#### [RECORDS PROVIDED]
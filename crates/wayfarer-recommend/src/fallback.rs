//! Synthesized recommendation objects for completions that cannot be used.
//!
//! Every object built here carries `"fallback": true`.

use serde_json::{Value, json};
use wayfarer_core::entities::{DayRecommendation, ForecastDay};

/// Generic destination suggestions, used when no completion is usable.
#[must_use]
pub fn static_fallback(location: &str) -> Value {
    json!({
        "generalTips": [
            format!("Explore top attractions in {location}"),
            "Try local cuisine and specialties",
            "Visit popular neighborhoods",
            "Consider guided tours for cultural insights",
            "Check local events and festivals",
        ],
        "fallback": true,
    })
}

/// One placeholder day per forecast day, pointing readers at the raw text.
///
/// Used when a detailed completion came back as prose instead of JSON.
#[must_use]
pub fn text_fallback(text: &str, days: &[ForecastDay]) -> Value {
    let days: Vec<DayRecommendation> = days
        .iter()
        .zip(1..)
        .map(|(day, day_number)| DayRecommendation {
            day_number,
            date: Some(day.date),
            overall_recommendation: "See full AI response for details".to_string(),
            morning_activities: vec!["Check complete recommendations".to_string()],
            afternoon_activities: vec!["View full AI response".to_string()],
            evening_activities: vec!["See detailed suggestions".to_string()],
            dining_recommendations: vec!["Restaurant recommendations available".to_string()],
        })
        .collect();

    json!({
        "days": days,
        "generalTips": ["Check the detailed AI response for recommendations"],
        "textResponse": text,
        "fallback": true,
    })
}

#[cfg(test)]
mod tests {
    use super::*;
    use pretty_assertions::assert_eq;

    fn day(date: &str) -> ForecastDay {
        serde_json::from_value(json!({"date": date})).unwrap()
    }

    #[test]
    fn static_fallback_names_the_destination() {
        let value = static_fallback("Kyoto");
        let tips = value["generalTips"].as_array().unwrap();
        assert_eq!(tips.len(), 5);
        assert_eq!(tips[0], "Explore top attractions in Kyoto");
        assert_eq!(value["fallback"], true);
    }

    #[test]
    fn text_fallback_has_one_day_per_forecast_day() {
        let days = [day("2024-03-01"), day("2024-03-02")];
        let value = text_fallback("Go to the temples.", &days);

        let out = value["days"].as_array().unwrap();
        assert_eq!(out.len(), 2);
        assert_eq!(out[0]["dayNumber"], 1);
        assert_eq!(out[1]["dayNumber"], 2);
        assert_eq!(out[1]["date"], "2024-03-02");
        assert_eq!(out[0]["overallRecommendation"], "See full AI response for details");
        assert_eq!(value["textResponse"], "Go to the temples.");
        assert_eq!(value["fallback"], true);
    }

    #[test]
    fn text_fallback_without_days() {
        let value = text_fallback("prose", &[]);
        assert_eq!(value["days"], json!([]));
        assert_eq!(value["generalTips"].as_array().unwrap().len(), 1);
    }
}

#### [YOUR TASK]
Copy every line from the records above that contains the word "prose".

#### [RESULT OF THIS TASK]
/// Used when a detailed completion came back as prose instead of JSON.
        let value = text_fallback("prose", &[]);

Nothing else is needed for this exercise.